# Exercises

The end result of this exercise should be a file named prepare.py that defines the requested functions.

In this exercise we will be defining some functions to prepare textual data. These functions should apply equally well to both the codeup blog articles and the news articles that were previously acquired.


In [3]:
import unicodedata
import re
import json

import nltk
from nltk.tokenize.toktok import ToktokTokenizer
from nltk.corpus import stopwords

import pandas as pd

import acquire
import prepare

In [4]:
codeup_df = prepare.create_prepared_blog_df()


In [5]:
codeup_df.head()


Unnamed: 0,url,title,date_published,original,clean,stemmed,lemmatized
0,https://codeup.com/featured/what-jobs-can-you-...,What Jobs Can You Get After a Coding Bootcamp?...,"Jul 14, 2022",Have you been considering a career in Cloud Ad...,considering career cloud administration idea j...,consid career cloud administr idea job titl po...,considering career cloud administration idea j...
1,https://codeup.com/data-science/jobs-after-a-c...,What Jobs Can You Get After a Coding Bootcamp?...,"Jul 7, 2022",If you are interested in embarking on a career...,interested embarking career tech youre probabl...,interest embark career tech probabl wonder new...,interested embarking career tech youre probabl...
2,https://codeup.com/workshops/san-antonio/in-pe...,In-Person Workshop: Learn to Code – JavaScript...,"Jul 6, 2022",Join us for our live in-person JavaScript cras...,join us live inperson javascript crash course ...,join us live inperson javascript crash cours d...,join u live inperson javascript crash course d...
3,https://codeup.com/workshops/in-person-worksho...,In-Person Workshop: Learn to Code – Python on ...,"Jun 20, 2022","According to LinkedIn, the “#1 Most Promising ...",according linkedin 1 promising job data scienc...,accord linkedin 1 promis job data scienc one m...,according linkedin 1 promising job data scienc...
4,https://codeup.com/workshops/dallas/free-javas...,Free JavaScript Workshop at Codeup Dallas on 6...,"Jun 19, 2022",Event Info: \nLocation – Codeup Dallas\nTime –...,event info location codeup dallas time 6 pm co...,event info locat codeup dalla time 6 pm come l...,event info location codeup dallas time 6 pm co...


In [6]:
news_df = prepare.create_prepared_news_df()


Importing from csv


In [7]:
news_df.lemmatized[3]


'businessman anand mahindra took twitter praise pv sindhu singapore open sharing tweet doordarshan sport old image sindhu mahindra wrote thats facial expression expression soul fighter corenever getting demoralised slump teaching u rise'

In [8]:
df = acquire.get_blog_articles(True)


In [9]:
df = pd.DataFrame(df)


In [10]:
original = df.original[0]


In [11]:
article = original.lower()


### 1. Define a function named basic_clean.

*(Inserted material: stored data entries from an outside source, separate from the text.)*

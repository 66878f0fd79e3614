use std::fmt;

/// Variable de un tableau Simplex
///
/// Cada variante lleva el índice 1-based de la restricción que la originó
/// (o la posición de la variable de decisión). La etiqueta textual se usa
/// solo en la frontera de E/S: `x1`, `s2`, `e3`, `a4`.
#[derive(Debug, Clone, Copy, PartialEq, Eq)]
pub enum Variable {
    /// Variable de decisión (`xᵢ`)
    Decision(usize),
    /// Variable de holgura (`sᵢ`)
    Slack(usize),
    /// Variable de exceso (`eᵢ`)
    Surplus(usize),
    /// Variable artificial (`aᵢ`)
    Artificial(usize),
}

impl Variable {
    pub fn is_decision(self) -> bool {
        matches!(self, Variable::Decision(_))
    }

    pub fn is_artificial(self) -> bool {
        matches!(self, Variable::Artificial(_))
    }
}

impl fmt::Display for Variable {
    fn fmt(&self, f: &mut fmt::Formatter<'_>) -> fmt::Result {
        match self {
            Variable::Decision(i) => write!(f, "x{}", i),
            Variable::Slack(i) => write!(f, "s{}", i),
            Variable::Surplus(i) => write!(f, "e{}", i),
            Variable::Artificial(i) => write!(f, "a{}", i),
        }
    }
}

#[cfg(test)]
mod tests {
    use super::*;

    #[test]
    fn test_labels() {
        assert_eq!(Variable::Decision(1).to_string(), "x1");
        assert_eq!(Variable::Slack(2).to_string(), "s2");
        assert_eq!(Variable::Surplus(3).to_string(), "e3");
        assert_eq!(Variable::Artificial(4).to_string(), "a4");
    }

    #[test]
    fn test_predicates() {
        assert!(Variable::Decision(1).is_decision());
        assert!(Variable::Artificial(1).is_artificial());
        assert!(!Variable::Slack(1).is_artificial());
        assert!(!Variable::Surplus(1).is_decision());
    }
}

It should take in a string and apply some basic text cleaning to it:
- Lowercase everything
- Normalize unicode characters
- Replace anything that is not a letter, number, whitespace or a single quote.



In [27]:
def basic_clean(article:str):
    """ Performs basic cleaning of text string, article, by switching all letters to lowecase, normalizing unicode characters, 
    and replacing everything that is not a letter, number, whitespace, or single quote."""
    # Convert text to lowercase
    article = article.lower()
    
    # Remove accented characteries. Normalize removes inconsistencies in unicode character encoding.
    # Encode converts string to ASCII and decode returns the bytes into string.
    article = unicodedata.normalize('NFKD', article)\
    .encode('ascii', 'ignore')\
    .decode('utf-8', 'ignore')

    # remove anything that is not a through z, a number, a single quote, or whitespace
    article = re.sub(r"[^a-z0-9'\s]", '', article)
    
    return article

In [28]:
print(prepare.basic_clean(article))


have you been considering a career in cloud administration but have no idea what your job title or potential salary could be continue reading below to find out
in this miniseries we will take each of our programs here at codeup data science web development and cloud administration and outline respectively potential job titles as well as entrylevel salaries lets discuss cloud administration
program overview
at codeup we offer a 15week cloud administration program which was derived from our previous two programs systems engineering and cyber cloud we combined the best of both and blended handson practical knowledge with skilled instructors to create the cloud administration program
upon completing this program youll have the opportunity to take on two exams for certifications amazon web services aws cloud practitioner and aws solutions architect associate 
potential jobs
according to a cloud guru with an aws certification youll be equipped with the knowledge and experience to secure a jo

### 2. Define a function named tokenize. It should take in a string and tokenize all the words in the string.



In [29]:
def tokenize(article:str):
    """ Takes in a string, article, and tokenizes all words """
    
    tokenizer = nltk.tokenize.ToktokTokenizer()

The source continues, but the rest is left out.